Vitality might best be defined as: the power of enduring; and having a lively and animated character.  Prayer that supports and seeks the startup of multiplying communities of believers is prayer that goes the long haul; that regularly pleads for God to call out His own from a people group; and that is full of enthusiasm and hope in the promise that God will build His church.

Prayer is the ‘pillar’ of our work. Figuring out avenues to grow in prayer ‘vitality’ is part of the church planting process.

Change case

Many of us have (or are facing) a situation such as the following:

A small group has been built as a result of one’s evangelistic and discipleship efforts.  Most of the people attending the small group have been discipled by you.  Your fellow co-wochangerkers have been encouraging you for a while to think about next steps in the church planting continuum.  Now you are feeling that it is time to ‘turn over’ this group to the local believers. 

However, each time you position someone to move into the leadership of the group, you are met with this response: “I just can’t do this.”  It’s either said overtly or it’s implied by the way in which each person avoids the conversation.”

Foundations are forever.”

Some of the possible ‘faulty foundations’ we may have planted in this situation might be, one, that the ministry centres on us as workers, and two, that to lead in any way one needs to have extensive training and education.  Now, we may not be stating these foundations outright, but our actions are certainly communicating these ideas.

So what can do to change these ‘faulty foundations’?

First, we can admit where we have gone wrong in laying the current foundations.  It’s never an easy step to say that we may have not taken the best steps in launching a group or a church.  Yet, such honesty can ‘level the field’ with local believers so that they (and we) will see that this small group, this work, is God’s doing and that we all have a part to play in its life.

Second, we can pray (and ask others to pray with us) for God to search our hearts and show us a way out of these faulty foundations; and how to build new foundations in the Gospel.  Each of us can be blinded to things that may inhibit local believers from getting involved in the work.  The Lord is gracious to show us our ‘hurtful ways’ and through the Gospel help us to build bridges back to our fellow believers, joining with them in the work.

Finally, we can start by asking others for help from the start.  People do need to be trained in the ministry.

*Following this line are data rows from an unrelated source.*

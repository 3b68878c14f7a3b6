use serde::{Deserialize, Serialize};

/// 经过关键词筛选后保留的财务信息片段
#[derive(Debug, Deserialize, Serialize, Clone, PartialEq)]
pub struct FinancialInfo {
    pub url: String,
    pub title: String,
    /// 截取后的正文，最多1000个字符
    #[serde(rename = "content")]
    pub content_excerpt: String,
}

/// 财务证据，作为报告合成阶段的唯一输入
#[derive(Debug, Deserialize, Serialize, Clone, PartialEq, Default)]
pub struct FinancialEvidence {
    pub company: String,
    /// 全部命中结果的来源链接，保持原始顺序
    pub sources: Vec<String>,
    pub financial_info: Vec<FinancialInfo>,
}

impl FinancialEvidence {
    pub fn is_empty(&self) -> bool {
        self.financial_info.is_empty()
    }
}
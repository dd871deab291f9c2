//! JSON run reports.
//!
//! Files are grouped by the local date the run started and named after the
//! target's host plus the start time, so repeated runs never overwrite each
//! other:
//! ```text
//! json_output_dir/
//! └── 2024-01-10/
//!     └── techcrunch-com_081500.json
//! ```

use crate::pipeline::RunReport;
use crate::utils::{host_of, slugify};
use chrono::Local;
use std::error::Error;
use std::path::{Path, PathBuf};
use tokio::fs;
use tracing::{error, info, instrument};

/// Path a report is written to: `{json_output_dir}/{date}/{source}_{HHMMSS}.json`.
pub fn report_path(report: &RunReport, json_output_dir: &str) -> PathBuf {
    let started = report.started_at.with_timezone(&Local);
    let source = host_of(&report.root_url)
        .map(|h| slugify(&h))
        .filter(|s| !s.is_empty())
        .unwrap_or_else(|| "target".to_string());
    Path::new(json_output_dir)
        .join(started.date_naive().to_string())
        .join(format!("{}_{}.json", source, started.format("%H%M%S")))
}

/// Write a [`RunReport`] under `json_output_dir` and return its path.
///
/// # Errors
///
/// Returns an error if directory creation, serialization or the write fails.
#[instrument(level = "info", skip_all, fields(json_output_dir = %json_output_dir))]
pub async fn write_report(report: &RunReport, json_output_dir: &str) -> Result<PathBuf, Box<dyn Error>> {
    let json = serde_json::to_string_pretty(report)?;
    let path = report_path(report, json_output_dir);

    if let Some(dir) = path.parent() {
        info!(dir = %dir.display(), "Ensuring JSON directory exists");
        if let Err(e) = fs::create_dir_all(dir).await {
            error!(dir = %dir.display(), error = %e, "Failed to create JSON dir");
            return Err(e.into());
        }
    }

    fs::write(&path, json).await?;
    info!(path = %path.display(), accepted = report.summary.accepted, "Wrote run report");
    Ok(path)
}

#[cfg(test)]
mod tests {
    use super::*;
    use crate::pipeline::RunSummary;
    use chrono::{TimeZone, Utc};

    fn report() -> RunReport {
        let started = Local.with_ymd_and_hms(2024, 1, 10, 8, 15, 0).unwrap().with_timezone(&Utc);
        RunReport {
            root_url: "https://www.techcrunch.com/".into(),
            strategy: "sitemap".into(),
            started_at: started,
            finished_at: started,
            cancelled: false,
            summary: RunSummary {
                candidates: 3,
                accepted: 1,
                ..RunSummary::default()
            },
            accepted: vec![],
            merged: vec![],
            failures: vec![],
            attempts: vec![],
        }
    }

    #[test]
    fn test_report_path_layout() {
        let path = report_path(&report(), "/tmp/out");
        assert_eq!(path, PathBuf::from("/tmp/out/2024-01-10/www-techcrunch-com_081500.json"));
    }

    #[tokio::test]
    async fn test_write_report_round_trips_summary() {
        let dir = std::env::temp_dir().join(format!("afn_json_{}", std::process::id()));
        let dir = dir.to_string_lossy().to_string();
        let path = write_report(&report(), &dir).await.unwrap();
        let raw = std::fs::read_to_string(&path).unwrap();
        let value: serde_json::Value = serde_json::from_str(&raw).unwrap();
        assert_eq!(value["summary"]["accepted"], 1);
        assert_eq!(value["strategy"], "sitemap");
        let _ = std::fs::remove_dir_all(&dir);
    }
}
//! Generic link discovery: article-looking anchors on the root page alone.

use super::links::article_links;
use super::{DiscoveryContext, Strategy};
use crate::error::DiscoveryError;
use crate::models::{CrawlTarget, StrategyTier};
use async_trait::async_trait;
use tracing::{info, instrument};

#[derive(Debug, Default)]
pub struct GenericStrategy;

#[async_trait]
impl Strategy for GenericStrategy {
    fn tier(&self) -> StrategyTier {
        StrategyTier::Generic
    }

    #[instrument(level = "info", skip_all, fields(root = %target.root_url))]
    async fn discover(
        &self,
        ctx: &DiscoveryContext,
        target: &CrawlTarget,
    ) -> Result<Vec<String>, DiscoveryError> {
        let root = &target.root_url;
        let body = ctx.get_page(root.as_str()).await?;
        let urls = article_links(root, root, &body, &target.date_range);
        info!(count = urls.len(), "generic discovery finished");
        Ok(urls)
    }
}

#[cfg(test)]
mod tests {
    use super::*;
    use crate::models::DateRange;
    use crate::strategy::tests::context;
    use crate::testing::{MockHttp, html, status};
    use std::sync::Arc;
    use url::Url;

    #[tokio::test]
    async fn test_root_anchors_in_document_order() {
        let http = Arc::new(MockHttp::new().route(
            "https://e.com/",
            html(r#"<a href="/startups/zeta-raises">Zeta</a><a href="/x">short</a>
                 <a href="/startups/alpha-seed">Alpha</a><a href="https://cdn.e.com/img/a.png">img</a>"#),
        ));
        let target = CrawlTarget::new(Url::parse("https://e.com/").unwrap(), DateRange::default(), None);
        let urls = GenericStrategy.discover(&context(http), &target).await.unwrap();
        assert_eq!(
            urls,
            vec!["https://e.com/startups/zeta-raises", "https://e.com/startups/alpha-seed"]
        );
    }

    #[tokio::test]
    async fn test_root_failure_surfaces() {
        let http = Arc::new(MockHttp::new().route("https://e.com/", status(500, "down")));
        let target = CrawlTarget::new(Url::parse("https://e.com/").unwrap(), DateRange::default(), None);
        let err = GenericStrategy.discover(&context(http.clone()), &target).await.unwrap_err();
        assert!(matches!(err, DiscoveryError::Fetch { .. }));
        // 5xx is transient: the shared policy allows one retry in tests.
        assert_eq!(http.calls("https://e.com/"), 2);
    }
}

However, most of us hesitate from releasing local believers into the ministry because we always think they need even more preparation.  Some of their preparation though will probably come about through real live ministry experience.

Many of us have (or are facing) a situation such as the one above.  However, God works in seemingly impossible situations, both in our hearts and in the hearts of those to whom we are ministering.